Penchée sur moi, la rousse me fixait. Un rapide coup d'œil dans la pièce m'avisa que tout le monde avait quitté la chambre. Pas de traitement de faveur, avait dit Zed, alors pourquoi étais-je encore au lit ?
« On va bientôt partir, déclara la rousse d'une voix trop mielleuse pour ce que je savais d'elle. »

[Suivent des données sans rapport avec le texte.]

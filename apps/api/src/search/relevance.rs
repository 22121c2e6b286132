//! Relevance scoring over a `SearchIndex` snapshot. Read-only; safe to call
//! from any number of threads at once.

use std::collections::HashMap;

use serde::{Deserialize, Serialize};

use crate::models::search::{JobSearchRecord, SearchIndex, StudentSearchRecord};
use crate::search::filters::SearchFilters;

pub const MAX_RESULTS: usize = 50;
pub const MAX_JOB_RECOMMENDATIONS: usize = 10;
pub const MAX_COURSE_RECOMMENDATIONS: usize = 5;
pub const COURSE_RECOMMENDATION_REASON: &str = "Based on your skill gaps and career interests";

#[derive(Debug, Clone, Copy, PartialEq, Eq, Serialize, Deserialize)]
#[serde(rename_all = "snake_case")]
pub enum SearchTarget {
    Students,
    Jobs,
}

#[derive(Debug, Clone, PartialEq, Serialize)]
pub struct StudentHit {
    pub student_id: String,
    pub academic_program: Option<String>,
    pub gpa: Option<f64>,
    pub performance_score: Option<f64>,
    pub career_interest: Option<String>,
    pub skills: Vec<String>,
    pub relevance_score: f64,
}

#[derive(Debug, Clone, PartialEq, Serialize)]
pub struct JobHit {
    pub job_posting_id: String,
    pub job_title: Option<String>,
    pub company: Option<String>,
    pub location: Option<String>,
    pub required_skills: Vec<String>,
    pub salary_range: Option<String>,
    pub match_score: f64,
    pub relevance_score: f64,
}

#[derive(Debug, Clone, PartialEq, Serialize)]
#[serde(untagged)]
pub enum SearchHit {
    Student(StudentHit),
    Job(JobHit),
}

impl SearchHit {
    pub fn relevance_score(&self) -> f64 {
        match self {
            SearchHit::Student(hit) => hit.relevance_score,
            SearchHit::Job(hit) => hit.relevance_score,
        }
    }
}

#[derive(Debug, Clone, PartialEq, Serialize)]
pub struct JobRecommendation {
    pub job_posting_id: String,
    pub job_title: Option<String>,
    pub company: Option<String>,
    pub location: Option<String>,
    pub required_skills: Vec<String>,
    pub salary_range: Option<String>,
    pub match_score: f64,
}

#[derive(Debug, Clone, PartialEq, Serialize)]
pub struct CourseRecommendation {
    pub course_id: String,
    pub course_name: String,
    pub reason: String,
}

#[derive(Debug, Clone, Default, PartialEq, Serialize)]
pub struct Recommendations {
    pub jobs: Vec<JobRecommendation>,
    pub courses: Vec<CourseRecommendation>,
}

impl Recommendations {
    pub fn total(&self) -> usize {
        self.jobs.len() + self.courses.len()
    }
}

/// Ranks records of one type against `query`.
///
/// Each field in the type's fixed list that contains the lower-cased query
/// adds 1.0, so an empty query matches every field. Filters gate afterwards.
/// Zero scores are dropped; ties keep index order; at most `MAX_RESULTS`.
pub fn search(
    index: &SearchIndex,
    query: &str,
    filters: &SearchFilters,
    target: SearchTarget,
) -> Vec<SearchHit> {
    let query = query.to_lowercase();
    let mut hits: Vec<SearchHit> = match target {
        SearchTarget::Students => index
            .students()
            .filter_map(|record| score_student(record, &query, filters))
            .map(SearchHit::Student)
            .collect(),
        SearchTarget::Jobs => index
            .jobs()
            .filter(|record| record.job_title.as_deref().is_some_and(|t| !t.is_empty()))
            .filter_map(|record| score_job(record, &query, filters))
            .map(SearchHit::Job)
            .collect(),
    };

    hits.sort_by(|a, b| b.relevance_score().total_cmp(&a.relevance_score()));
    hits.truncate(MAX_RESULTS);
    hits
}

fn text_score(query: &str, fields: &[&str]) -> f64 {
    fields
        .iter()
        .filter(|field| field.to_lowercase().contains(query))
        .count() as f64
}

fn score_student(
    record: &StudentSearchRecord,
    query: &str,
    filters: &SearchFilters,
) -> Option<StudentHit> {
    let skill_gaps = record.skill_gaps.join(" ");
    let courses = record.recommended_courses.join(" ");
    let score = text_score(
        query,
        &[
            record.academic_program.as_deref().unwrap_or_default(),
            record.career_interest.as_deref().unwrap_or_default(),
            skill_gaps.as_str(),
            courses.as_str(),
        ],
    );
    if score <= 0.0 || !filters.admits_student(record) {
        return None;
    }
    Some(StudentHit {
        student_id: record.student_id.clone(),
        academic_program: record.academic_program.clone(),
        gpa: record.gpa,
        performance_score: record.performance_score,
        career_interest: record.career_interest.clone(),
        skills: record.skill_gaps.clone(),
        relevance_score: score,
    })
}

fn score_job(record: &JobSearchRecord, query: &str, filters: &SearchFilters) -> Option<JobHit> {
    let skills = record.required_skills.join(" ");
    let score = text_score(
        query,
        &[
            record.job_title.as_deref().unwrap_or_default(),
            record.company.as_deref().unwrap_or_default(),
            record.location.as_deref().unwrap_or_default(),
            skills.as_str(),
        ],
    );
    if score <= 0.0 || !filters.admits_job(record) {
        return None;
    }
    Some(JobHit {
        job_posting_id: record.job_posting_id.clone(),
        job_title: record.job_title.clone(),
        company: record.company.clone(),
        location: record.location.clone(),
        required_skills: record.required_skills.clone(),
        salary_range: record.salary_range.clone(),
        match_score: record.match_score,
        relevance_score: score,
    })
}

/// Jobs matched to the student during the last run, in index order, and the
/// courses listed on their profile. An unknown student gets two empty lists.
pub fn recommendations(index: &SearchIndex, student_id: &str) -> Recommendations {
    let Some(student) = index.students().find(|s| s.student_id == student_id) else {
        return Recommendations::default();
    };

    let jobs = index
        .jobs()
        .filter(|job| job.job_title.as_deref().is_some_and(|t| !t.is_empty()))
        .filter_map(|job| {
            job.match_for(student_id).map(|m| JobRecommendation {
                job_posting_id: job.job_posting_id.clone(),
                job_title: job.job_title.clone(),
                company: job.company.clone(),
                location: job.location.clone(),
                required_skills: job.required_skills.clone(),
                salary_range: job.salary_range.clone(),
                match_score: m.match_score,
            })
        })
        .take(MAX_JOB_RECOMMENDATIONS)
        .collect();

    let course_names: HashMap<&str, &str> = index
        .courses()
        .map(|c| (c.course_id.as_str(), c.course_name.as_str()))
        .collect();
    let courses = student
        .recommended_courses
        .iter()
        .take(MAX_COURSE_RECOMMENDATIONS)
        .map(|course_id| CourseRecommendation {
            course_id: course_id.clone(),
            course_name: course_names
                .get(course_id.as_str())
                .map(|name| name.to_string())
                .unwrap_or_else(|| format!("Course {course_id}")),
            reason: COURSE_RECOMMENDATION_REASON.to_string(),
        })
        .collect();

    Recommendations { jobs, courses }
}
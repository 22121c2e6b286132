use std::sync::Arc;

use parking_lot::RwLock;

use crate::config::Config;
use crate::matching::job::MatchScorer;
use crate::models::search::SearchIndex;
use crate::storage::BlobStore;
use crate::telemetry::TelemetrySink;

/// The index currently being served. Readers clone the inner `Arc` and search
/// without holding the lock; a run or reload replaces it wholesale.
#[derive(Clone)]
pub struct SharedIndex(Arc<RwLock<Arc<SearchIndex>>>);

impl Default for SharedIndex {
    fn default() -> Self {
        Self::new(SearchIndex::empty())
    }
}

impl SharedIndex {
    pub fn new(index: SearchIndex) -> Self {
        Self(Arc::new(RwLock::new(Arc::new(index))))
    }

    pub fn load(&self) -> Arc<SearchIndex> {
        self.0.read().clone()
    }

    pub fn swap(&self, index: SearchIndex) -> Arc<SearchIndex> {
        std::mem::replace(&mut *self.0.write(), Arc::new(index))
    }
}

/// Shared application state injected into all route handlers via Axum extractors.
#[derive(Clone)]
pub struct AppState {
    pub config: Config,
    /// Data lake (or local/memory stand-in) for datasets and the index.
    pub store: Arc<dyn BlobStore>,
    pub index: SharedIndex,
    /// Pluggable job scorer. Default: KeywordMatchScorer.
    pub scorer: Arc<dyn MatchScorer>,
    pub telemetry: Arc<dyn TelemetrySink>,
}

#[cfg(test)]
impl AppState {
    /// In-memory state for handler tests.
    pub fn for_tests(index: SearchIndex, telemetry: Arc<dyn TelemetrySink>) -> Self {
        use crate::matching::job::KeywordMatchScorer;
        use crate::storage::MemoryBlobStore;

        AppState {
            config: Config::default(),
            store: Arc::new(MemoryBlobStore::default()),
            index: SharedIndex::new(index),
            scorer: Arc::new(KeywordMatchScorer::default()),
            telemetry,
        }
    }
}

Je me redressais pour m'asseoir sur le rebord du lit quand une sacoche en tissu mauve dégringola devant mes yeux, retenu par un petit cordon doré que la rousse soutenait au-dessus de ma tête.
« Cadeau, dit-elle.
— Quoi ? m'étonnai-je. »
J'hésitai un instant, méfiante. Cette femme était la seule que j'avais évité jusqu'à présent. Ma honte était encore vive : elle était la seule à avoir été témoin de ma pire faiblesse. La seule à m'avoir jugé sans ménagement, comme si son regard avait transcendé mon âme pour y abattre sa cruelle sentence. Et voilà qu'elle m'offrait un présent ? J'en conclus — avec prudence — qu'elle désirait enterrer la hache de guerre. Après tout, nous étions dans le même camp.
Je saisis le petit sac. La fibre du tissu était particulièrement douce et brillante. Je l'analysai de plus près, aplatissant légèrement les plis pour découvrir un N doré délicatement brodé en son centre.
« Un cadeau de retrouvailles, dit-elle. Pour tous ces anniversaires que j'ai manqué. »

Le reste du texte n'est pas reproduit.